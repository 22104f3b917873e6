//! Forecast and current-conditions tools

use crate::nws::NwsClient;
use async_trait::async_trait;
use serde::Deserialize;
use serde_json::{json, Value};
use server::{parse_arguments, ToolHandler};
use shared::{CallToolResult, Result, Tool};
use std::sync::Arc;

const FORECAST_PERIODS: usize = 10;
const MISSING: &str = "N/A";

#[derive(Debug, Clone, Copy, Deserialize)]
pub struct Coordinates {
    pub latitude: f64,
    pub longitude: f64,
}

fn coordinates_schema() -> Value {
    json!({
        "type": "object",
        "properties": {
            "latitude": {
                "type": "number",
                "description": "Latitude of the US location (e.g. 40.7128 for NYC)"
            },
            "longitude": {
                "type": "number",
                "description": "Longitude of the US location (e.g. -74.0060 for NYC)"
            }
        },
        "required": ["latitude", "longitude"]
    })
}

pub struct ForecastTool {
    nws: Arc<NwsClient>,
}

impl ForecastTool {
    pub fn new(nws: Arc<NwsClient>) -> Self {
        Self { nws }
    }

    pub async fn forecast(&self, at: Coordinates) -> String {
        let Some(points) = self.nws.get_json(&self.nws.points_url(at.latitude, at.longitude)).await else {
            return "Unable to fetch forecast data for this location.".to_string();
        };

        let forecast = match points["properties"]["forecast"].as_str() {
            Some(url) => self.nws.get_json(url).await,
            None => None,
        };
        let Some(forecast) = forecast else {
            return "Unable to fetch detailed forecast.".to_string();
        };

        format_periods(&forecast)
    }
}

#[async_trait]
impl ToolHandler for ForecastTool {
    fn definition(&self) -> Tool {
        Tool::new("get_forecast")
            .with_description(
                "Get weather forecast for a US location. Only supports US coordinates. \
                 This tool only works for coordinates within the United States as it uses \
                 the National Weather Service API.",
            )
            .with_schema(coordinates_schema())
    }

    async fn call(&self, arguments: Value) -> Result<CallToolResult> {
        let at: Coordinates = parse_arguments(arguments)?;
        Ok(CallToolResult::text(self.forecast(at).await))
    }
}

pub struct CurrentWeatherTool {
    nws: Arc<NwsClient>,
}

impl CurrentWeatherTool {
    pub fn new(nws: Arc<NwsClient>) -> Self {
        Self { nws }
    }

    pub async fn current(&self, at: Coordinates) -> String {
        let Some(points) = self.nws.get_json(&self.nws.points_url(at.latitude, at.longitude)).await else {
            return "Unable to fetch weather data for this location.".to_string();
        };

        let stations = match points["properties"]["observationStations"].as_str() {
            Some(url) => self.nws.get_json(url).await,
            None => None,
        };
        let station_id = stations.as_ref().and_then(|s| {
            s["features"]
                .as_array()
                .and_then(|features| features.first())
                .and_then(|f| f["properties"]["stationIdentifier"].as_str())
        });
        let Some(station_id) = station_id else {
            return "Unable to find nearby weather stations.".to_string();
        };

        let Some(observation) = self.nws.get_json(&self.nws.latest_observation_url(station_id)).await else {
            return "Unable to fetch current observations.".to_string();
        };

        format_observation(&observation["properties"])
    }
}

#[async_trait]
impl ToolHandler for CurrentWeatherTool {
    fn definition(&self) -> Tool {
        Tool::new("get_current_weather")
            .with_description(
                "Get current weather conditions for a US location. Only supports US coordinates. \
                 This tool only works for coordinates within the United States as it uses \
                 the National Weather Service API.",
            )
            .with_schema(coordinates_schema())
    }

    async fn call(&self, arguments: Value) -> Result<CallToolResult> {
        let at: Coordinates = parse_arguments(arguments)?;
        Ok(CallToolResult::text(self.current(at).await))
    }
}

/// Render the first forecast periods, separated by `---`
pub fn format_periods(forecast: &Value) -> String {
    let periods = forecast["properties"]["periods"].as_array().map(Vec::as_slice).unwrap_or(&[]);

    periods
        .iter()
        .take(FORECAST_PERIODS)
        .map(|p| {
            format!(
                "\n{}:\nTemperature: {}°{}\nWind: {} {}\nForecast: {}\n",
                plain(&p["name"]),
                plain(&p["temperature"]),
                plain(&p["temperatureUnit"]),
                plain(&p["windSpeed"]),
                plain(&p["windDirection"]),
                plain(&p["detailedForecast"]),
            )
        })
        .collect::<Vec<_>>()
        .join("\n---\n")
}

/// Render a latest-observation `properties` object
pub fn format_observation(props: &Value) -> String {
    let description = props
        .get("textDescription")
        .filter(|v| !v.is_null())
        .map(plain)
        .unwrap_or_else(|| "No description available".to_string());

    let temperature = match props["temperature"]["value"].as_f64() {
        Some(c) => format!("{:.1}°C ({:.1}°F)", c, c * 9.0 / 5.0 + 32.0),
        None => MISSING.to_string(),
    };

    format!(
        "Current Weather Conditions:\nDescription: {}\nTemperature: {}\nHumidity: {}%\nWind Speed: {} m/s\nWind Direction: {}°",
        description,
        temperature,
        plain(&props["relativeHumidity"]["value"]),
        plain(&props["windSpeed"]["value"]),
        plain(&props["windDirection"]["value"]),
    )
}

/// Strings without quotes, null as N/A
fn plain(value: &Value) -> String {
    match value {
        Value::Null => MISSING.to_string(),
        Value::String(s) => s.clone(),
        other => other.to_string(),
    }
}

Problem details. Repeat each record exactly, leaving nothing out.

Exercise solution.
repository 22104f3b917873e6
//! Forecast and current-conditions tools

use crate::nws::NwsClient;
use async_trait::async_trait;
use serde::Deserialize;
use serde_json::{json, Value};
use server::{parse_arguments, ToolHandler};
use shared::{CallToolResult, Result, Tool};
use std::sync::Arc;

const FORECAST_PERIODS: usize = 10;
const MISSING: &str = "N/A";

#[derive(Debug, Clone, Copy, Deserialize)]
pub struct Coordinates {
    pub latitude: f64,
    pub longitude: f64,
}

fn coordinates_schema() -> Value {
    json!({
        "type": "object",
        "properties": {
            "latitude": {
                "type": "number",
                "description": "Latitude of the US location (e.g. 40.7128 for NYC)"
            },
            "longitude": {
                "type": "number",
                "description": "Longitude of the US location (e.g. -74.0060 for NYC)"
            }
        },
        "required": ["latitude", "longitude"]
    })
}

pub struct ForecastTool {
    nws: Arc<NwsClient>,
}

impl ForecastTool {
    pub fn new(nws: Arc<NwsClient>) -> Self {
        Self { nws }
    }

    pub async fn forecast(&self, at: Coordinates) -> String {
        let Some(points) = self.nws.get_json(&self.nws.points_url(at.latitude, at.longitude)).await else {
            return "Unable to fetch forecast data for this location.".to_string();
        };

        let forecast = match points["properties"]["forecast"].as_str() {
            Some(url) => self.nws.get_json(url).await,
            None => None,
        };
        let Some(forecast) = forecast else {
            return "Unable to fetch detailed forecast.".to_string();
        };

        format_periods(&forecast)
    }
}

#[async_trait]
impl ToolHandler for ForecastTool {
    fn definition(&self) -> Tool {
        Tool::new("get_forecast")
            .with_description(
                "Get weather forecast for a US location. Only supports US coordinates. \
                 This tool only works for coordinates within the United States as it uses \
                 the National Weather Service API.",
            )
            .with_schema(coordinates_schema())
    }

    async fn call(&self, arguments: Value) -> Result<CallToolResult> {
        let at: Coordinates = parse_arguments(arguments)?;
        Ok(CallToolResult::text(self.forecast(at).await))
    }
}

pub struct CurrentWeatherTool {
    nws: Arc<NwsClient>,
}

impl CurrentWeatherTool {
    pub fn new(nws: Arc<NwsClient>) -> Self {
        Self { nws }
    }

    pub async fn current(&self, at: Coordinates) -> String {
        let Some(points) = self.nws.get_json(&self.nws.points_url(at.latitude, at.longitude)).await else {
            return "Unable to fetch weather data for this location.".to_string();
        };

        let stations = match points["properties"]["observationStations"].as_str() {
            Some(url) => self.nws.get_json(url).await,
            None => None,
        };
        let station_id = stations.as_ref().and_then(|s| {
            s["features"]
                .as_array()
                .and_then(|features| features.first())
                .and_then(|f| f["properties"]["stationIdentifier"].as_str())
        });
        let Some(station_id) = station_id else {
            return "Unable to find nearby weather stations.".to_string();
        };

        let Some(observation) = self.nws.get_json(&self.nws.latest_observation_url(station_id)).await else {
            return "Unable to fetch current observations.".to_string();
        };

        format_observation(&observation["properties"])
    }
}

#[async_trait]
impl ToolHandler for CurrentWeatherTool {
    fn definition(&self) -> Tool {
        Tool::new("get_current_weather")
            .with_description(
                "Get current weather conditions for a US location. Only supports US coordinates. \
                 This tool only works for coordinates within the United States as it uses \
                 the National Weather Service API.",
            )
            .with_schema(coordinates_schema())
    }

    async fn call(&self, arguments: Value) -> Result<CallToolResult> {
        let at: Coordinates = parse_arguments(arguments)?;
        Ok(CallToolResult::text(self.current(at).await))
    }
}

/// Render the first forecast periods, separated by `---`
pub fn format_periods(forecast: &Value) -> String {
    let periods = forecast["properties"]["periods"].as_array().map(Vec::as_slice).unwrap_or(&[]);

    periods
        .iter()
        .take(FORECAST_PERIODS)
        .map(|p| {
            format!(
                "\n{}:\nTemperature: {}°{}\nWind: {} {}\nForecast: {}\n",
                plain(&p["name"]),
                plain(&p["temperature"]),
                plain(&p["temperatureUnit"]),
                plain(&p["windSpeed"]),
                plain(&p["windDirection"]),
                plain(&p["detailedForecast"]),
            )
        })
        .collect::<Vec<_>>()
        .join("\n---\n")
}

/// Render a latest-observation `properties` object
pub fn format_observation(props: &Value) -> String {
    let description = props
        .get("textDescription")
        .filter(|v| !v.is_null())
        .map(plain)
        .unwrap_or_else(|| "No description available".to_string());

    let temperature = match props["temperature"]["value"].as_f64() {
        Some(c) => format!("{:.1}°C ({:.1}°F)", c, c * 9.0 / 5.0 + 32.0),
        None => MISSING.to_string(),
    };

    format!(
        "Current Weather Conditions:\nDescription: {}\nTemperature: {}\nHumidity: {}%\nWind Speed: {} m/s\nWind Direction: {}°",
        description,
        temperature,
        plain(&props["relativeHumidity"]["value"]),
        plain(&props["windSpeed"]["value"]),
        plain(&props["windDirection"]["value"]),
    )
}

/// Strings without quotes, null as N/A
fn plain(value: &Value) -> String {
    match value {
        Value::Null => MISSING.to_string(),
        Value::String(s) => s.clone(),
        other => other.to_string(),
    }
}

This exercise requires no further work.